Experiences Accelerating MATLAB Systems Biology Applications Heart Wall Tracking Lukasz Szafaryn, Kevin Skadron University of Virginia.

Slides:

Advertisements

Similar presentations

Prasanna Pandit R. Govindarajan

Advertisements

1 A GPU Accelerated Storage System NetSysLab The University of British Columbia Abdullah Gharaibeh with: Samer Al-Kiswany Sathish Gopalakrishnan Matei.

Exploiting Graphics Processors for High- performance IP Lookup in Software Routers Author: Jin Zhao, Xinya Zhang, Xin Wang, Yangdong Deng, Xiaoming Fu.

CPU & GPU Parallelization of Scrabble Word Searching Jonathan Wheeler Yifan Zhou.

University of Michigan Electrical Engineering and Computer Science Transparent CPU-GPU Collaboration for Data-Parallel Kernels on Heterogeneous Systems.

A Scalable Heterogeneous Parallelization Framework for Iterative Local Searches Martin Burtscher 1 and Hassan Rabeti 2 1 Department of Computer Science,

Acceleration of the Smith– Waterman algorithm using single and multiple graphics processors Author : Ali Khajeh-Saeed, Stephen Poole, J. Blair Perot. Publisher:

2009/04/07 Yun-Yang Ma.  Overview  What is CUDA ◦ Architecture ◦ Programming Model ◦ Memory Model  H.264 Motion Estimation on CUDA ◦ Method ◦ Experimental.

Software Language Levels Machine Language (Binary) Assembly Language –Assembler converts Assembly into machine High Level Languages (C, Perl, Shell)

CUDA Programming Lei Zhou, Yafeng Yin, Yanzhi Ren, Hong Man, Yingying Chen.

A Performance and Energy Comparison of FPGAs, GPUs, and Multicores for Sliding-Window Applications From J. Fowers, G. Brown, P. Cooke, and G. Stitt, University.

Energy-Efficient Query Processing on Embedded CPU-GPU Architectures Xuntao Cheng, Bingsheng He, Chiew Tong Lau Nanyang Technological University, Singapore.

Parallelization and CUDA libraries Lei Zhou, Yafeng Yin, Hong Man.

Accelerating Machine Learning Applications on Graphics Processors Narayanan Sundaram and Bryan Catanzaro Presented by Narayanan Sundaram.

University of Michigan Electrical Engineering and Computer Science Amir Hormati, Mehrzad Samadi, Mark Woh, Trevor Mudge, and Scott Mahlke Sponge: Portable.

Contemporary Languages in Parallel Computing Raymond Hummel.

HPEC_GPU_DECODE-1 ADC 8/6/2015 MIT Lincoln Laboratory GPU Accelerated Decoding of High Performance Error Correcting Codes Andrew D. Copeland, Nicholas.

To GPU Synchronize or Not GPU Synchronize? Wu-chun Feng and Shucai Xiao Department of Computer Science, Department of Electrical and Computer Engineering,

© 2010 Michael Boyer1 Harnessing the Power of GPUs for Non-Graphics Applications Michael Boyer Department of Computer Science University of Virginia Advisor:

Types of software. Sonam Dema..

1 1 © 2011 The MathWorks, Inc. Accelerating Bit Error Rate Simulation in MATLAB using Graphics Processors James Lebak Brian Fanous Nick Moore High-Performance.

Accelerating SQL Database Operations on a GPU with CUDA Peter Bakkum & Kevin Skadron The University of Virginia GPGPU-3 Presentation March 14, 2010.

SAGE: Self-Tuning Approximation for Graphics Engines

Motivation “Every three minutes a woman is diagnosed with Breast cancer” (American Cancer Society, “Detailed Guide: Breast Cancer,” 2006) Explore the use.
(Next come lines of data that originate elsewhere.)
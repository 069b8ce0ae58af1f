//! Notifications broadcast by the universe while it runs.
//!
//! Subscribe with [`Universe::subscribe`](crate::engine::Universe::subscribe).
//! Notifications are informational: the clock never waits for a receiver,
//! and a receiver that falls behind sees `RecvError::Lagged`.

use crate::time::SimTime;
use chrono::{DateTime, Utc};

/// Something that happened to the clock.
#[derive(Debug, Clone, PartialEq, Eq)]
pub enum UniverseEvent {
    /// Fired when a `simulate` call begins.
    SimulationStarted {
        at: DateTime<Utc>,
        from: SimTime,
        until: SimTime,
    },
    /// Fired at the end of every tick.
    TickCompleted {
        /// Ticks completed over the universe's lifetime, this one included.
        tick: u64,
        /// Clock time at the end of the tick.
        time: SimTime,
        /// How many pending events were started at the top of the tick.
        activated: usize,
        /// How many priority bands the tick walked through.
        bands_visited: u32,
    },
    Paused,
    Resumed,
    RealtimeChanged { enabled: bool },
    ResolutionChanged { resolution: u32, time_step: SimTime },
    /// An activated event panicked and its task was torn down.
    EventPanicked { tick: u64 },
    /// Fired when a `simulate` call returns successfully.
    SimulationFinished {
        at: DateTime<Utc>,
        time: SimTime,
        ticks: u64,
    },
}
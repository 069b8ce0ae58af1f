//! Building blocks the universe's tick loop is assembled from.

pub(crate) mod bands;
pub mod event;
pub(crate) mod registry;
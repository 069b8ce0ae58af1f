//! Error types for the universe clock.

use thiserror::Error;

/// Errors raised by the universe clock.
///
/// Every variant is a contract violation by the caller. None of them are
/// retryable; they are reported before any simulation time is consumed
/// wherever that is possible.
#[derive(Error, Debug)]
pub enum UniverseError {
    #[error("time resolution must be non-negative, got {0}")]
    NegativeResolution(i64),

    #[error("time resolution {requested} is finer than the supported maximum of {max} digits")]
    ResolutionTooFine { requested: i64, max: u32 },

    #[error("time resolution cannot change while a simulation is running")]
    ResolutionLocked,

    #[error("a simulation is already running on this universe")]
    AlreadySimulating,

    #[error("invalid time value: {0}")]
    InvalidTime(String),

    #[error("invalid configuration: {0}")]
    InvalidConfig(String),

    #[error("an event panicked during tick {tick}")]
    EventPanicked { tick: u64 },

    #[error("failed to build the simulation runtime: {0}")]
    Runtime(#[from] std::io::Error),
}
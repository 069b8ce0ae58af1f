//! Walks the priority bands of a single tick.

use std::sync::atomic::{AtomicU32, Ordering};

/// Steps `current` from 0 up through `max`, inclusive.
///
/// `max` is re-read on every step, so an event that registers a higher
/// priority in the middle of a tick extends the walk. Band 0 is always
/// visited, even when no event has declared a priority. The walk ends after
/// band `u32::MAX` is serviced; `current` then stays at `u32::MAX`.
pub(crate) struct BandCursor<'a> {
    current: &'a AtomicU32,
    max: &'a AtomicU32,
    visited: u32,
    exhausted: bool,
}

impl<'a> BandCursor<'a> {
    /// Resets `current` to band 0 for a new tick.
    pub(crate) fn start(current: &'a AtomicU32, max: &'a AtomicU32) -> Self {
        current.store(0, Ordering::SeqCst);
        Self {
            current,
            max,
            visited: 0,
            exhausted: false,
        }
    }

    /// The band to service next, or `None` once `current` is past `max`.
    pub(crate) fn next_band(&self) -> Option<u32> {
        if self.exhausted {
            return None;
        }
        let band = self.current.load(Ordering::SeqCst);
        (band <= self.max.load(Ordering::SeqCst)).then_some(band)
    }

    /// Marks the current band as serviced and moves to the next one.
    pub(crate) fn advance(&mut self) {
        let stepped = self
            .current
            .fetch_update(Ordering::SeqCst, Ordering::SeqCst, |band| band.checked_add(1));
        self.exhausted = stepped.is_err();
        self.visited = self.visited.saturating_add(1);
    }

    pub(crate) fn visited(&self) -> u32 {
        self.visited
    }
}
//! Request signing.

pub mod sign;
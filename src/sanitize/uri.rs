//! URL pre-cleaning.
//!
//! Byte-level trimming and scheme extraction for untrusted URL-ish byte
//! strings. This defends against constructs like `  Ja\tvaScript:…` without
//! parsing a full URL, and is idempotent.

/// Strips control bytes and whitespace from an untrusted URL candidate and
/// extracts its scheme.
///
/// Trailing bytes `<= 0x20` are removed. Walking from the start, bytes
/// `<= 0x20` are dropped and ASCII uppercase is lowered, until either a `:`
/// (scheme terminator) or one of `/ ? \ #` (relative-URL sentinel) is seen.
///
/// Returns the cleaned bytes and the extracted scheme including the trailing
/// `:` (empty when no scheme terminator was found). When a scheme was found,
/// the returned bytes begin with the normalized lowercase scheme.
#[must_use]
pub fn sanitize_uri(uri: &[u8]) -> (Vec<u8>, String) {
    let end = uri
        .iter()
        .rposition(|&c| c > 0x20)
        .map_or(0, |i| i + 1);
    let uri = &uri[..end];

    let mut buffer: Vec<u8> = Vec::with_capacity(10);
    let mut first_kept = None;
    let mut scheme_end = None;

    for (i, &c) in uri.iter().enumerate() {
        if c <= 0x20 {
            continue;
        }
        let c = c.to_ascii_lowercase();
        buffer.push(c);
        if first_kept.is_none() {
            first_kept = Some(i);
        }
        if c == b':' {
            scheme_end = Some(i);
            break;
        }
        if matches!(c, b'/' | b'?' | b'\\' | b'#') {
            break;
        }
    }

    match scheme_end {
        Some(end) => {
            let scheme = String::from_utf8_lossy(&buffer).into_owned();
            buffer.extend_from_slice(&uri[end + 1..]);
            (buffer, scheme)
        }
        None => (
            uri[first_kept.unwrap_or(uri.len())..].to_vec(),
            String::new(),
        ),
    }
}
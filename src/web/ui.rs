//! UI rendering.

pub mod pages;
//! Library definitions.
//!
//! Exports the content rewriting pipeline, the proxy service and the
//! configuration types.

pub mod config;
pub mod core;
pub mod sanitize;
pub mod security;
pub mod web;

#[cfg(any(test, feature = "testing"))]
pub mod test_utils;

pub use crate::config::{Cli, MortyError, ProxyConfig, Result};
pub use crate::core::proxy::MortyProxy;
pub use crate::core::proxy::client::build_client;
pub use crate::core::proxy::dispatch::{Dispatcher, ProxyResponse};
pub use crate::sanitize::contenttype::MediaType;
pub use crate::sanitize::css::rewrite_css;
pub use crate::sanitize::html::sanitize_html;
pub use crate::sanitize::proxify::{RequestContext, proxify_uri};
pub use crate::sanitize::uri::sanitize_uri;
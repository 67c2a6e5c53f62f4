//! Morty - sanitizing web proxy.
//!
//! SPDX-License-Identifier: AGPL-3.0-only
//!
//! Initializes the runtime, loads configuration from flags and environment,
//! sets up logging, and launches the proxy service.

use clap::Parser;
use morty::config::{Cli, ProxyConfig};
use morty::core::proxy::client::build_client;
use morty::MortyProxy;
use pingora::proxy::http_proxy_service;
use pingora::server::Server;
use tracing::info;
use tracing_subscriber::EnvFilter;

fn main() {
    dotenvy::dotenv().ok();

    let cli = Cli::parse();
    let config = match ProxyConfig::from_cli(cli) {
        Ok(config) => config,
        Err(e) => {
            eprintln!("{e}");
            std::process::exit(1);
        }
    };

    let (non_blocking, _guard) = tracing_appender::non_blocking(std::io::stdout());
    let filter = EnvFilter::try_from_default_env().unwrap_or_else(|_| {
        EnvFilter::new(if config.debug { "debug" } else { "info" })
    });
    let log_format = std::env::var("LOG_FORMAT").unwrap_or_else(|_| "pretty".to_string());
    let subscriber = tracing_subscriber::fmt()
        .with_env_filter(filter)
        .with_writer(non_blocking);
    if log_format.eq_ignore_ascii_case("json") {
        subscriber.json().init();
    } else {
        subscriber.init();
    }

    let client = match build_client(&config) {
        Ok(client) => client,
        Err(e) => {
            eprintln!("{e}");
            std::process::exit(1);
        }
    };

    info!(listen = %config.listen_address, "listening");

    let proxy = MortyProxy::new(config.clone(), client);

    let mut server = Server::new(None).expect("failed to create pingora server");
    server.bootstrap();

    let mut proxy_service = http_proxy_service(&server.configuration, proxy);
    proxy_service.add_tcp(&config.listen_address);
    server.add_service(proxy_service);

    server.run_forever();
}
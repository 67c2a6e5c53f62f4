//! URL signing.
//!
//! Implements HMAC-SHA256 signing and verification of proxied target URLs.
//! The emitted form is lowercase hexadecimal; verification is constant-time.

use hmac::{Hmac, Mac};
use sha2::Sha256;
use tracing::debug;

type HmacSha256 = Hmac<Sha256>;

/// Signs a message, returning the lowercase hex HMAC-SHA256 digest.
///
/// # Panics
///
/// Panics if HMAC initialization fails (invalid key length), though this is
/// statically prevented because HMAC accepts any key size.
#[must_use]
pub fn hash(msg: &[u8], key: &[u8]) -> String {
    let mut mac = <HmacSha256 as Mac>::new_from_slice(key).expect("HMAC accepts any key size");
    mac.update(msg);
    hex::encode(mac.finalize().into_bytes())
}

/// Verifies a hex-encoded HMAC-SHA256 signature over `msg`.
///
/// Accepts upper- or lowercase hex. Returns `false` for malformed hex.
#[must_use]
pub fn verify(msg: &[u8], hash_hex: &[u8], key: &[u8]) -> bool {
    let expected = match hex::decode(hash_hex) {
        Ok(bytes) => bytes,
        Err(e) => {
            debug!(error = %e, "hmac parameter is not valid hex");
            return false;
        }
    };
    let mut mac = <HmacSha256 as Mac>::new_from_slice(key).expect("HMAC accepts any key size");
    mac.update(msg);
    mac.verify_slice(&expected).is_ok()
}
Optimizing the trace transform Using OpenMP and CUDA Tim Besard

Languages and Environments Higher Computing Unit 2 – Software Development.

Implementation of Parallel Processing Techniques on Graphical Processing Units Brad Baker, Wayne Haney, Dr. Charles Choi.

Advisor: Dr. Aamir Shafi Co-Advisor: Mr. Ali Sajjad Member: Dr. Hafiz Farooq Member: Mr. Tahir Azim Optimizing N-body Simulations for Multi-core Compute.

MIDeA :A Multi-Parallel Instrusion Detection Architecture Author: Giorgos Vasiliadis, Michalis Polychronakis,Sotiris Ioannidis Publisher: CCS’11, October.

GPU Programming with CUDA – Optimisation Mike Griffiths

Cg Programming Mapping Computational Concepts to GPUs.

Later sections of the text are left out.